Het liep weer tegen de voorjaarlijkse vogelvergadering dat vogels uit alle windstreken samen kwamen om af te stemmen.
Een jaarlijkse afstemming om te bepalen welke muziek er onder de film van het nieuwe leven zou moeten klinken. Welke muziek versterkte de beleving het beste? Dat was de vraag.
Zonder afstemming zou het een kakafonie van klanken worden.
De Witte Raaf was het eerst van de partij, hij had de grootste bek van allemaal, stond onbetwist te boek als grootste zangvogel van Europa.
Alle kleinergebekte vogels lieten ook hun zangpartijen horen. Zelfs de vogels die zelf niet konden of wilden zingen waren van de partij. Zij konden stemmen op de vogel die hun stem het mooiste kon weergeven.
Na de zware zangloze winter was het een verademing om na de vergadering de muziek te horen losbarsten. Alsof het winterei openbrak voor het nieuwe leven.
Alle vogelzang klonk door elkaar heen, een lukrake fuga van duizenden stemmen. Af en toe werd het concert doorbroken door het inktzwarte gekras van de Witte Raaf.
Zonder vergadering had het wellicht net zo mooi geklonken…

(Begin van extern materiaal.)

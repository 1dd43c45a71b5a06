//! An editing session over one game tree.
//!
//! The session tracks where the user stands in the tree (the cursor), the
//! comment text they are editing, and a PGN rendering of the tree that is
//! refreshed after every edit so the embedding UI can display it directly.
//! Failed operations leave all of that untouched.

use shakmaty::Chess;

use crate::error::StudyError;
use crate::pgn;
use crate::rules::MoveInput;
use crate::tree::{GameTree, Node};

#[derive(Debug)]
pub struct Study {
    tree: GameTree,
    cursor: Vec<usize>,
    comment_draft: String,
    pgn: String,
}

impl Study {
    /// A fresh session from the standard starting position.
    pub fn new() -> Self {
        let mut study = Self {
            tree: GameTree::new(),
            cursor: Vec::new(),
            comment_draft: String::new(),
            pgn: String::new(),
        };
        study.refresh_pgn();
        study
    }

    /// A session from an optional starting FEN and optional PGN text.
    ///
    /// When both are given the FEN must agree with the PGN's own header, the
    /// same way [`pgn::decode`] checks it.
    pub fn setup(start_fen: Option<&str>, pgn_text: Option<&str>) -> Result<Self, StudyError> {
        let tree = match (pgn_text, start_fen) {
            (Some(text), fen) => pgn::decode(text, fen)?,
            (None, Some(fen)) => GameTree::with_start(fen)?,
            (None, None) => GameTree::new(),
        };
        let mut study = Self {
            tree,
            cursor: Vec::new(),
            comment_draft: String::new(),
            pgn: String::new(),
        };
        study.sync_draft();
        study.refresh_pgn();
        Ok(study)
    }

    pub fn tree(&self) -> &GameTree {
        &self.tree
    }

    /// The node the cursor stands on.
    pub fn current(&self) -> &Node {
        self.tree
            .node_at(&self.cursor)
            .unwrap_or_else(|_| self.tree.root())
    }

    pub fn cursor(&self) -> &[usize] {
        &self.cursor
    }

    pub fn current_fen(&self) -> &str {
        &self.current().fen
    }

    /// The current position, rebuilt by replaying the cursor's line.
    pub fn current_position(&self) -> Result<Chess, StudyError> {
        self.tree.position_at(&self.cursor)
    }

    /// PGN of the whole tree, kept in step with every edit.
    pub fn pgn(&self) -> &str {
        &self.pgn
    }

    pub fn comment_draft(&self) -> &str {
        &self.comment_draft
    }

    /// Play a move from the current position and move the cursor onto it.
    ///
    /// Replaying a move that already exists just follows it; anything else
    /// grows the tree at the cursor. Returns the landed-on path and whether
    /// a node was created.
    pub fn play(&mut self, input: &MoveInput) -> Result<(Vec<usize>, bool), StudyError> {
        let (path, is_new) = self.tree.insert_move(&self.cursor, input)?;
        self.cursor = path.clone();
        self.sync_draft();
        self.refresh_pgn();
        if is_new {
            let san = self.current().san.as_deref().unwrap_or("");
            tracing::debug!("played {san} at {path:?}");
        }
        Ok((path, is_new))
    }

    /// Delete the node at `path` and its whole subtree. The deleted node
    /// cannot stay current, so the cursor moves to its parent.
    pub fn delete_at(&mut self, path: &[usize]) -> Result<(), StudyError> {
        self.tree.delete_at(path)?;
        self.cursor = path[..path.len() - 1].to_vec();
        self.sync_draft();
        self.refresh_pgn();
        Ok(())
    }

    /// Promote the variation at `path` to be its parent's main continuation.
    /// The cursor keeps pointing at the same node through the reordering.
    pub fn promote_at(&mut self, path: &[usize]) -> Result<Vec<usize>, StudyError> {
        let new_path = self.tree.promote_at(path)?;
        if new_path != path {
            if let Some((&promoted, parent)) = path.split_last() {
                if self.cursor.len() >= path.len() && self.cursor[..parent.len()] == *parent {
                    let at = parent.len();
                    let j = self.cursor[at];
                    self.cursor[at] = if j == promoted {
                        0
                    } else if j < promoted {
                        j + 1
                    } else {
                        j
                    };
                }
            }
        }
        self.sync_draft();
        self.refresh_pgn();
        Ok(new_path)
    }

    /// Write a comment onto the node at `path`.
    pub fn set_comment_at(&mut self, path: &[usize], text: &str) -> Result<(), StudyError> {
        self.tree.set_comment_at(path, text)?;
        if self.cursor == path {
            self.sync_draft();
        }
        self.refresh_pgn();
        Ok(())
    }

    /// Stage comment text without writing it to the tree.
    pub fn set_comment_draft(&mut self, text: &str) {
        self.comment_draft = text.to_string();
    }

    /// Write the staged comment onto the current node.
    pub fn commit_comment(&mut self) -> Result<(), StudyError> {
        let path = self.cursor.clone();
        let text = self.comment_draft.clone();
        self.set_comment_at(&path, &text)
    }

    /// Jump the cursor to `path`.
    pub fn navigate_to(&mut self, path: &[usize]) -> Result<(), StudyError> {
        self.tree.node_at(path)?;
        self.cursor = path.to_vec();
        self.sync_draft();
        Ok(())
    }

    /// Step back one move. Returns whether the cursor moved.
    pub fn back(&mut self) -> bool {
        if self.cursor.pop().is_none() {
            return false;
        }
        self.sync_draft();
        true
    }

    /// Follow the main continuation one move. Returns whether the cursor moved.
    pub fn forward(&mut self) -> bool {
        let has_child = self
            .tree
            .node_at(&self.cursor)
            .map(|node| !node.children.is_empty())
            .unwrap_or(false);
        if !has_child {
            return false;
        }
        self.cursor.push(0);
        self.sync_draft();
        true
    }

    pub fn to_root(&mut self) {
        self.cursor.clear();
        self.sync_draft();
    }

    /// Follow main continuations to the end of the current line.
    pub fn to_end(&mut self) {
        while self.forward() {}
    }

    /// Replace the whole tree with one decoded from `text`. On failure the
    /// session keeps its current tree, cursor and PGN.
    pub fn load_pgn(&mut self, text: &str) -> Result<(), StudyError> {
        match pgn::decode(text, None) {
            Ok(tree) => {
                self.install(tree);
                tracing::debug!("loaded pgn ({} bytes)", text.len());
                Ok(())
            }
            Err(e) => {
                tracing::warn!("pgn rejected: {e}");
                Err(e)
            }
        }
    }

    /// Start over from `fen` with an empty tree.
    pub fn load_start_position(&mut self, fen: &str) -> Result<(), StudyError> {
        match GameTree::with_start(fen) {
            Ok(tree) => {
                self.install(tree);
                Ok(())
            }
            Err(e) => {
                tracing::warn!("start position rejected: {e}");
                Err(e)
            }
        }
    }

    fn install(&mut self, tree: GameTree) {
        self.tree = tree;
        self.cursor.clear();
        self.sync_draft();
        self.refresh_pgn();
    }

    fn sync_draft(&mut self) {
        self.comment_draft = self.current().comment.clone();
    }

    fn refresh_pgn(&mut self) {
        self.pgn = pgn::encode(&self.tree);
    }
}

impl Default for Study {
    fn default() -> Self {
        Self::new()
    }
}
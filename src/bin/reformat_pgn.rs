//! Re-encode a PGN file in the canonical study format.
//!
//! Reads one game from a file (or stdin with "-"), rebuilds it as a game
//! tree and prints the tree's own PGN rendering: normalized SAN and
//! comments, variations in writing order, and a [FEN] header only when the
//! game starts away from the standard position. Rejected input prints the
//! error notification as JSON on stderr.
//!
//! Usage: reformat-pgn [file|-] [--fen <start fen>]

use std::env;
use std::fs;
use std::io::Read;

use chess_study::pgn;
use tracing_subscriber::EnvFilter;

fn main() -> anyhow::Result<()> {
    tracing_subscriber::fmt()
        .with_env_filter(EnvFilter::try_from_default_env().unwrap_or_else(|_| "info".into()))
        .init();

    let args: Vec<String> = env::args().collect();

    let mut file: Option<String> = None;
    let mut fen: Option<String> = None;

    let mut i = 1;
    while i < args.len() {
        match args[i].as_str() {
            "--fen" => {
                fen = args.get(i + 1).cloned();
                i += 2;
            }
            "--help" | "-h" => {
                eprintln!("Usage: {} [file|-] [--fen <start fen>]", args[0]);
                return Ok(());
            }
            other => {
                file = Some(other.to_string());
                i += 1;
            }
        }
    }

    let text = match file.as_deref() {
        Some("-") | None => {
            let mut buf = String::new();
            std::io::stdin().read_to_string(&mut buf)?;
            buf
        }
        Some(path) => fs::read_to_string(path)?,
    };

    match pgn::decode(&text, fen.as_deref()) {
        Ok(tree) => {
            println!("{}", pgn::encode(&tree));
            Ok(())
        }
        Err(e) => {
            eprintln!("{}", serde_json::to_string_pretty(&e.notification())?);
            std::process::exit(1);
        }
    }
}
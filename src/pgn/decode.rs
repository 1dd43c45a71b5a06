//! Building a game tree from PGN text.

use shakmaty::Chess;

use crate::error::StudyError;
use crate::pgn::parse::{self, ParsedMove, MAX_VARIATION_DEPTH};
use crate::rules::{self, MoveInput, STARTING_FEN};
use crate::tree::{GameTree, Node};

/// Build a tree from PGN text. All or nothing: any unreadable header or
/// unplayable move rejects the whole input and nothing is returned.
///
/// `explicit_start` is a FEN the caller already knows the game begins from,
/// typically the position that was on the board when the text was pasted.
/// When the text carries its own `[FEN]` header the two must be the same
/// string; the comparison is textual, so callers should pass the value
/// through untouched rather than reformatted.
pub fn decode(text: &str, explicit_start: Option<&str>) -> Result<GameTree, StudyError> {
    let game = parse::parse_game(text)?.ok_or(StudyError::NoMovesParsed)?;
    if game.moves.is_empty() {
        return Err(StudyError::NoMovesParsed);
    }
    if game.depth_exceeded {
        return Err(StudyError::InvalidPgnMoves(format!(
            "variations nested deeper than {MAX_VARIATION_DEPTH}"
        )));
    }

    let header_fen = game.tags.get("FEN").map(String::as_str);
    let start_fen: String = match (explicit_start, header_fen) {
        (explicit, Some(header)) => {
            rules::position_from_fen(header)
                .map_err(|_| StudyError::InvalidFenInPgn(header.to_string()))?;
            if let Some(explicit) = explicit {
                if explicit != header {
                    return Err(StudyError::FenPgnConflict {
                        explicit: explicit.to_string(),
                        header: header.to_string(),
                    });
                }
            }
            header.to_string()
        }
        (Some(explicit), None) => {
            rules::position_from_fen(explicit)?;
            explicit.to_string()
        }
        (None, None) => STARTING_FEN.to_string(),
    };
    let root_pos = rules::position_from_fen(&start_fen)?;

    let mut next_id: u64 = 0;
    let mut root = Node::new_root(alloc(&mut next_id), start_fen);

    // A comment before the first move belongs to the game, not the move.
    let mut moves = game.moves;
    if let Some(first) = moves.first_mut() {
        let leading = std::mem::take(&mut first.comments_before);
        root.comment = leading.join(" ");
    }

    extend_line(&mut next_id, &mut root, &root_pos, &moves)?;
    Ok(GameTree::assemble(root, next_id))
}

fn alloc(next_id: &mut u64) -> u64 {
    let id = *next_id;
    *next_id += 1;
    id
}

/// Grow one line of moves under `anchor`, recursing into variations.
///
/// A variation in PGN replaces the move it follows, so its nodes branch from
/// that move's parent: they are played from the position before the move and
/// appended after it as trailing siblings. Recursion depth is bounded by the
/// parser's variation cap.
fn extend_line(
    next_id: &mut u64,
    anchor: &mut Node,
    start: &Chess,
    moves: &[ParsedMove],
) -> Result<(), StudyError> {
    let mut tail = anchor;
    let mut pos = start.clone();

    for parsed in moves {
        let input = MoveInput::San(parsed.san.san.clone());
        let applied = rules::apply(&pos, &input)
            .map_err(|_| StudyError::InvalidPgnMoves(parsed.san.to_string()))?;

        let comment = parsed
            .comments_before
            .iter()
            .chain(&parsed.comments_after)
            .map(String::as_str)
            .collect::<Vec<_>>()
            .join(" ");

        let ply = tail.ply + 1;
        tail.children.push(Node::new_move(
            alloc(next_id),
            applied.san,
            comment,
            applied.fen,
            ply,
        ));
        let idx = tail.children.len() - 1;

        for variation in &parsed.variations {
            extend_line(next_id, tail, &pos, variation)?;
        }

        pos = applied.position;
        tail = &mut tail.children[idx];
    }

    Ok(())
}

De harmonie was niet in de laatste plaats te danken aan de zangloze vogels die al hun ruimte lieten aan de immer woedende sopranenstrijd, ‘Wie zingt hier het hoogste lied…’
Toch gebeurde er dit jaar iets opmerkelijks;
De Witte Raaf maande plots iedereen tot stilte door werkelijk zo oorverdovende te krassen. Iedereen zweeg beduusd toen hij vroeg;
‘Zeg, waarom zijn er hier eigenlijk zoveel vogels die niets zingen?…en zijn jullie dan wel vogels?’ Het bleef lange tijd stil tot een klein grijs vogeltje zich bekend maakte;
‘Kijk, heer Raaf wij zingen niet omdat wij elkaar stilzwijgend begrijpen, wij voelen elkaar aan op grote afstand…en of wij vogels zijn of juist iets anders maakt voor ons geen verschil!’
Niemand leek het te begrijpen want de samenzang barstte al snel weer los tot diep in de avond, al kraste de raaf wat minder dan voorheen.